The Ethiopian government has said its military controls 70% of the restive northern region, as meetings for peace with Tigrayan fighters continue in Kenya.
Ethiopian officials on Friday said government forces control 70% of the war-torn Tigray region, claiming that aid deliveries have resumed.
The ongoing conflict between the Tigray People’s Liberation Front (TPLF) and the Ethiopian government has unleashed a humanitarian crisis, with deliveries of food and medicine to the region often blocked by fighting.
On November 3, the Ethiopian government and the TPLF agreed to a cease-fire mediated by the African Union.

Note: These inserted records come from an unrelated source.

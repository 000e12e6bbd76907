use composer_engine::{EditorMode, PreviewFormat, PreviewPipeline, ResolveOptions};
use serde::{Deserialize, Serialize};
use std::path::{Path, PathBuf};
use thiserror::Error;

#[derive(Debug, Error)]
pub enum ConfigError {
    #[error("Failed to read config file at {config_path}: {source}")]
    ConfigReadError {
        config_path: PathBuf,
        source: std::io::Error,
    },

    #[error("Failed to parse config file at {config_path}: {source}")]
    ConfigParseError {
        config_path: PathBuf,
        source: toml::de::Error,
    },
}

#[derive(Debug, Clone, Default, PartialEq, Eq, Serialize, Deserialize)]
#[serde(default)]
pub struct Config {
    /// JSON merge-tag catalog; the built-in tags are used when unset
    #[serde(skip_serializing_if = "Option::is_none")]
    pub catalog_path: Option<PathBuf>,
    pub preview: PreviewConfig,
    pub resolver: ResolverConfig,
    pub editor: EditorConfig,
}

#[derive(Debug, Clone, PartialEq, Eq, Serialize, Deserialize)]
#[serde(default)]
pub struct PreviewConfig {
    pub placeholder: String,
    pub format: PreviewFormat,
}

impl Default for PreviewConfig {
    fn default() -> Self {
        Self {
            placeholder: composer_engine::preview::EMPTY_PREVIEW_PLACEHOLDER.to_string(),
            format: PreviewFormat::default(),
        }
    }
}

#[derive(Debug, Clone, Default, PartialEq, Eq, Serialize, Deserialize)]
#[serde(default)]
pub struct ResolverConfig {
    pub escape_html: bool,
}

#[derive(Debug, Clone, Default, PartialEq, Eq, Serialize, Deserialize)]
#[serde(default)]
pub struct EditorConfig {
    pub initial_mode: EditorMode,
}

impl Config {
    pub fn load_from_path<P: AsRef<Path>>(config_path: P) -> Result<Option<Self>, ConfigError> {
        let config_path = config_path.as_ref();
        if !config_path.exists() {
            return Ok(None);
        }

        let content = std::fs::read_to_string(config_path).map_err(|source| {
            ConfigError::ConfigReadError {
                config_path: config_path.to_path_buf(),
                source,
            }
        })?;

        let mut config: Config =
            toml::from_str(&content).map_err(|source| ConfigError::ConfigParseError {
                config_path: config_path.to_path_buf(),
                source,
            })?;

        // Expand shell variables and tilde in the catalog location
        config.catalog_path = config
            .catalog_path
            .map(|path| Self::expand_path(&path).unwrap_or(path));

        Ok(Some(config))
    }

    pub fn load() -> Result<Option<Self>, ConfigError> {
        let config_path = Self::config_path();
        Self::load_from_path(&config_path)
    }

    pub fn save_to_path<P: AsRef<Path>>(&self, config_path: P) -> anyhow::Result<()> {
        let config_path = config_path.as_ref();
        if let Some(parent) = config_path.parent() {
            std::fs::create_dir_all(parent)?;
        }
        let content = toml::to_string_pretty(self)?;
        std::fs::write(config_path, content)?;
        Ok(())
    }

    pub fn save(&self) -> anyhow::Result<()> {
        let config_path = Self::config_path();
        self.save_to_path(&config_path)
    }

    pub fn config_path() -> PathBuf {
        let config_dir = shellexpand::tilde("~/.config/template-composer");
        PathBuf::from(config_dir.as_ref()).join("config.toml")
    }

    /// Preview pipeline using the configured placeholder.
    pub fn preview_pipeline(&self) -> PreviewPipeline {
        PreviewPipeline::new().with_placeholder(self.preview.placeholder.as_str())
    }

    pub fn resolve_options(&self) -> ResolveOptions {
        ResolveOptions {
            escape_html: self.resolver.escape_html,
        }
    }

    fn expand_path(path: &Path) -> Option<PathBuf> {
        let path_str = path.to_string_lossy();
        match shellexpand::full(&path_str) {
            Ok(expanded) => Some(PathBuf::from(expanded.as_ref())),
            Err(_) => None,
        }
    }
}
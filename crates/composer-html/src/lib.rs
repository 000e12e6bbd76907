//! # composer-html
//!
//! The HTML layer behind the template composer's visual surface and preview.
//! Message bodies are stored as HTML strings; this crate turns such a string
//! into an editable tree and back.
//!
//! ## Architecture Overview
//!
//! ```text
//! Source Text → Lexer → Tokens → TreeBuilder → Fragment → Serializer → HTML
//!               (Logos)          (tolerant)     (mutable)   (deterministic)
//! ```
//!
//! - **[`lexer`]** tokenizes with [Logos]; every byte of input lands in a token.
//! - **[`parser`]** builds a [`Fragment`] the way a forgiving browser would:
//!   it never fails and closes what the author forgot to close.
//! - **[`dom`]** is the mutable tree plus the two addressing schemes editing
//!   needs: node paths ([`DomPoint`]) and linear text offsets.
//! - **[`serialize`]** writes canonical markup. Parsing canonical markup gives
//!   back the same tree, so normalization happens once and never drifts.
//! - **[`sanitize`]** strips active content for previews.
//!
//! [Logos]: https://docs.rs/logos
//!
//! ## Quick Start
//!
//! ```
//! use composer_html::{DomPoint, Fragment};
//!
//! let mut fragment = Fragment::parse("<p>Dear ,</p>");
//! let point = DomPoint::new(vec![0, 0], 5);
//! fragment.insert_text(&point, "{{resident.first_name}}");
//!
//! assert_eq!(fragment.to_html(), "<p>Dear {{resident.first_name}},</p>");
//! ```

pub mod dom;
pub mod lexer;
pub mod parser;
pub mod sanitize;
pub mod serialize;

pub use dom::{Attribute, DomPoint, Element, Fragment, Node, NodePath, TextNodeRef};
pub use parser::parse;
pub use sanitize::{sanitize, sanitize_html};
pub use serialize::serialize;

/// Parse and re-serialize, giving the canonical form of `html`.
pub fn normalize_html(html: &str) -> String {
    parse(html).to_html()
}
//! Cursor anchors and the selection adapter contract.
//!
//! Each surface remembers the user's selection in its own coordinates:
//! node paths for the visual surface, character offsets for the source
//! surface. An anchor is captured right before an insertion and consumed by
//! it. Focus changes and external content resets invalidate it, and an
//! insertion without an anchor appends at the end of the content.

use composer_html::DomPoint;

/// Selection in the source surface, as character (not byte) offsets.
#[derive(Debug, Clone, Copy, PartialEq, Eq, Hash)]
pub struct TextRange {
    pub start: usize,
    pub end: usize,
}

impl TextRange {
    pub fn new(start: usize, end: usize) -> Self {
        Self { start, end }
    }

    pub fn caret(at: usize) -> Self {
        Self { start: at, end: at }
    }

    pub fn is_collapsed(&self) -> bool {
        self.start == self.end
    }

    /// The same range with `start <= end`.
    pub fn ordered(&self) -> Self {
        Self {
            start: self.start.min(self.end),
            end: self.start.max(self.end),
        }
    }
}

/// Selection in the visual surface. `start` may come after `end` for a
/// backwards selection.
#[derive(Debug, Clone, PartialEq, Eq, Hash)]
pub struct DomRange {
    pub start: DomPoint,
    pub end: DomPoint,
}

impl DomRange {
    pub fn new(start: DomPoint, end: DomPoint) -> Self {
        Self { start, end }
    }

    pub fn caret(point: DomPoint) -> Self {
        Self {
            start: point.clone(),
            end: point,
        }
    }

    pub fn is_collapsed(&self) -> bool {
        self.start == self.end
    }
}

/// Where the next insertion goes.
#[derive(Debug, Clone, Default, PartialEq, Eq, Hash)]
pub enum CursorAnchor {
    /// No live selection: insertions append at the end of the content
    #[default]
    Detached,
    Visual(DomRange),
    Source(TextRange),
}

impl CursorAnchor {
    pub fn is_detached(&self) -> bool {
        matches!(self, CursorAnchor::Detached)
    }
}

/// Capture, restore and insert-at-anchor, implemented by each surface.
pub trait SelectionAdapter {
    /// The live selection, or [`CursorAnchor::Detached`] when the surface has
    /// no focus or no selection.
    fn capture(&self) -> CursorAnchor;

    /// Make `anchor` the live selection again. Returns `false` when the
    /// anchor does not belong to this surface or no longer fits its content.
    fn restore(&mut self, anchor: &CursorAnchor) -> bool;

    /// Replace the anchored selection with `text` and return the collapsed
    /// anchor right after it. A detached or stale anchor appends `text` at
    /// the end. Read-only surfaces leave content untouched and return the
    /// anchor unchanged.
    fn insert(&mut self, anchor: &CursorAnchor, text: &str) -> CursorAnchor;
}
use xi_rope::Rope;
use xi_rope::delta::Builder;

use super::selection::{CursorAnchor, SelectionAdapter, TextRange};
use super::{ContentHandle, EditingSurface, EditorMode, SurfaceState};

/// The raw-markup surface: a plain text buffer holding the HTML verbatim.
///
/// Anchors are character offsets. Edits compile to an xi-rope delta and are
/// applied to the buffer; nothing is parsed or normalized here.
#[derive(Debug, Clone)]
pub struct SourceSurface {
    buffer: Rope,
    selection: Option<TextRange>,
    state: SurfaceState,
}

impl Default for SourceSurface {
    fn default() -> Self {
        Self::new("")
    }
}

impl SourceSurface {
    pub fn new(content: &str) -> Self {
        Self {
            buffer: Rope::from(content),
            selection: None,
            state: SurfaceState::new(content.to_string()),
        }
    }

    pub fn selection(&self) -> Option<TextRange> {
        self.selection
    }

    /// Length of the buffer in characters.
    pub fn char_len(&self) -> usize {
        self.buffer.to_string().chars().count()
    }

    /// Place the selection, focusing the surface. Offsets past the end are
    /// clamped.
    pub fn select(&mut self, range: TextRange) {
        let len = self.char_len();
        self.state.focused = true;
        self.selection = Some(TextRange::new(range.start.min(len), range.end.min(len)));
    }

    /// Byte offset of character index `index`, clamped to the end.
    fn byte_offset(&self, text: &str, index: usize) -> usize {
        text.char_indices()
            .nth(index)
            .map_or(text.len(), |(byte, _)| byte)
    }

    /// Replace the characters in `range` with `text`, returning the caret
    /// right after the replacement.
    fn splice(&mut self, range: TextRange, text: &str) -> TextRange {
        let current = self.buffer.to_string();
        let range = range.ordered();
        let start = self.byte_offset(&current, range.start);
        let end = self.byte_offset(&current, range.end);

        let mut builder = Builder::new(self.buffer.len());
        builder.replace(start..end, Rope::from(text));
        let delta = builder.build();
        self.buffer = delta.apply(&self.buffer);

        let start_chars = current[..start].chars().count();
        TextRange::caret(start_chars + text.chars().count())
    }
}

impl SelectionAdapter for SourceSurface {
    fn capture(&self) -> CursorAnchor {
        match (self.selection, self.state.focused) {
            (Some(range), true) => CursorAnchor::Source(range),
            _ => CursorAnchor::Detached,
        }
    }

    fn restore(&mut self, anchor: &CursorAnchor) -> bool {
        match anchor {
            CursorAnchor::Source(range) if range.start.max(range.end) <= self.char_len() => {
                self.select(*range);
                true
            }
            _ => false,
        }
    }

    fn insert(&mut self, anchor: &CursorAnchor, text: &str) -> CursorAnchor {
        if self.state.read_only {
            log::debug!("ignoring insertion into read-only source surface");
            return anchor.clone();
        }
        if text.is_empty() {
            return anchor.clone();
        }

        let len = self.char_len();
        let target = match anchor {
            CursorAnchor::Source(range) if range.start.max(range.end) <= len => *range,
            CursorAnchor::Source(_) => {
                log::debug!("source anchor past the end of the buffer, appending");
                TextRange::caret(len)
            }
            CursorAnchor::Visual(_) => {
                log::debug!("visual anchor given to source surface, appending");
                TextRange::caret(len)
            }
            CursorAnchor::Detached => TextRange::caret(len),
        };

        let caret = self.splice(target, text);
        if self.state.focused {
            self.selection = Some(caret);
        }
        CursorAnchor::Source(caret)
    }
}

impl EditingSurface for SourceSurface {
    fn mode(&self) -> EditorMode {
        EditorMode::Source
    }

    fn content(&self) -> String {
        self.buffer.to_string()
    }

    fn set_content(&mut self, content: &str) -> bool {
        if self.content() == content {
            return false;
        }
        self.buffer = Rope::from(content);
        self.selection = None;
        self.state.last_value = content.to_string();
        true
    }

    fn is_read_only(&self) -> bool {
        self.state.read_only
    }

    fn set_read_only(&mut self, read_only: bool) {
        self.state.read_only = read_only;
    }

    fn has_focus(&self) -> bool {
        self.state.focused
    }

    fn focus(&mut self) {
        self.state.focused = true;
        self.selection = Some(TextRange::caret(self.char_len()));
    }

    fn blur(&mut self) {
        self.state.focused = false;
        self.selection = None;
    }

    fn type_text(&mut self, text: &str) -> Option<String> {
        if self.state.read_only {
            return None;
        }
        let anchor = self.capture();
        if anchor.is_detached() {
            return None;
        }
        self.insert(&anchor, text);
        self.take_change()
    }

    fn delete_backward(&mut self) -> Option<String> {
        if self.state.read_only || !self.state.focused {
            return None;
        }
        let range = self.selection?.ordered();
        let doomed = if range.is_collapsed() {
            if range.start == 0 {
                return None;
            }
            TextRange::new(range.start - 1, range.start)
        } else {
            range
        };
        let caret = self.splice(doomed, "");
        self.selection = Some(caret);
        self.take_change()
    }

    fn take_change(&mut self) -> Option<String> {
        let current = self.content();
        self.state.change(current)
    }
}

impl ContentHandle for SourceSurface {
    fn insert_at_cursor(&mut self, text: &str) {
        let anchor = self.capture();
        self.insert(&anchor, text);
    }

    fn get_content(&self) -> String {
        self.content()
    }
}

#[cfg(test)]
mod tests {
    use super::*;
    use pretty_assertions::assert_eq;
    use rstest::rstest;

    fn focused(content: &str, range: TextRange) -> SourceSurface {
        let mut surface = SourceSurface::new(content);
        surface.select(range);
        surface
    }

    #[test]
    fn inserts_at_caret_and_advances() {
        let mut surface = focused("AB", TextRange::caret(1));
        surface.insert_at_cursor("X");
        assert_eq!(surface.content(), "AXB");
        surface.insert_at_cursor("Y");
        assert_eq!(surface.content(), "AXYB");
        assert_eq!(surface.selection(), Some(TextRange::caret(3)));
    }

    #[test]
    fn insert_replaces_backwards_selection() {
        let mut surface = focused("<p>Dear NAME,</p>", TextRange::new(12, 8));
        let anchor = surface.capture();
        let after = surface.insert(&anchor, "{{resident.first_name}}");
        assert_eq!(surface.content(), "<p>Dear {{resident.first_name}},</p>");
        assert_eq!(after, CursorAnchor::Source(TextRange::caret(31)));
    }

    #[test]
    fn offsets_count_characters_not_bytes() {
        let mut surface = focused("héllo wörld", TextRange::caret(6));
        surface.insert_at_cursor("{{x.y}} ");
        assert_eq!(surface.content(), "héllo {{x.y}} wörld");
        assert_eq!(surface.selection(), Some(TextRange::caret(14)));
    }

    #[rstest]
    #[case(CursorAnchor::Detached)]
    #[case(CursorAnchor::Source(TextRange::caret(99)))]
    fn unusable_anchor_appends(#[case] anchor: CursorAnchor) {
        let mut surface = SourceSurface::new("AB");
        surface.insert(&anchor, "Z");
        assert_eq!(surface.content(), "ABZ");
    }

    #[test]
    fn never_focused_surface_appends() {
        let mut surface = SourceSurface::new("AB");
        surface.insert_at_cursor("Z");
        assert_eq!(surface.content(), "ABZ");
        assert_eq!(surface.selection(), None);
    }

    #[test]
    fn markup_is_kept_verbatim() {
        let mut surface = SourceSurface::new("<P>unclosed");
        surface.focus();
        assert_eq!(surface.type_text(" <b>"), Some("<P>unclosed <b>".to_string()));
    }

    #[test]
    fn backspace_deletes_one_character() {
        let mut surface = focused("añb", TextRange::caret(2));
        assert_eq!(surface.delete_backward(), Some("ab".to_string()));
        assert_eq!(surface.selection(), Some(TextRange::caret(1)));
        surface.select(TextRange::caret(0));
        assert_eq!(surface.delete_backward(), None);
    }

    #[test]
    fn read_only_ignores_local_edits() {
        let mut surface = focused("AB", TextRange::caret(1));
        surface.set_read_only(true);
        surface.insert_at_cursor("X");
        assert_eq!(surface.type_text("Y"), None);
        assert_eq!(surface.delete_backward(), None);
        assert_eq!(surface.content(), "AB");
    }

    #[test]
    fn reset_drops_selection_and_dedupes() {
        let mut surface = focused("AB", TextRange::caret(1));
        assert!(!surface.set_content("AB"));
        assert_eq!(surface.selection(), Some(TextRange::caret(1)));
        assert!(surface.set_content("CD"));
        assert!(surface.capture().is_detached());
        assert_eq!(surface.take_change(), None);
    }

    #[test]
    fn restore_rejects_out_of_range_anchor() {
        let mut surface = SourceSurface::new("AB");
        assert!(!surface.restore(&CursorAnchor::Source(TextRange::caret(5))));
        assert!(surface.restore(&CursorAnchor::Source(TextRange::caret(2))));
        assert!(surface.has_focus());
    }
}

Prime Minister Abiy Ahmed’s national security adviser Redwan Hussein said on Twitter that aid was being delivered “even to areas not yet held by ENDF (Ethiopian National Defence Forces).”
“35 trucks of food and three trucks of medicine arrived (in) Shire,” Hussein said.
Shire is a Tigrayan city near the border with Eritrea, which was captured by the Ethiopian forces last month before a peace deal was agreed with Tigrayan forces later in November.
Are the Ethiopian official’s claims true?
Hussein’s claims are difficult to verify, as phone and internet connections in Tigray remain cut off, with foreign journalists and human rights researchers denied access to the region.
However, the French AFP news agency quoted the spokesman of the Tigray People’s Liberation Front (TPLF) as denying Hussein’s claims.
“He is plucking his facts out of thin air,” spokesman Getachew Reda told AFP in a message.
A Tigray-based humanitarian worker described to AFP Hussein’s statements as “completely false.”
“No aid is allowed to enter Shire city at all,” the aid worker said. “No services have been reconnected and no flights are allowed.”
The US State Department’s Africa Bureau had questioned the return of humanitarian aid to Tigray in a tweet in the early hours of Friday. It stressed that “vulnerable Ethiopians in Tigray, Afar and Amhara need aid now.”
The peace deal that the Ethiopian government reached with Tigrayan rebel forces was mediated by the African Union in South Africa. It seeks to end a two-year conflict that has caused a humanitarian crisis in the region with a population of 6 million people.
But the agreement came with several conditions requiring implementation for lasting peace.
Implementing the ceasefire thus still looks challenging due to concerns over skirmishes since the agreement was reached on November 2.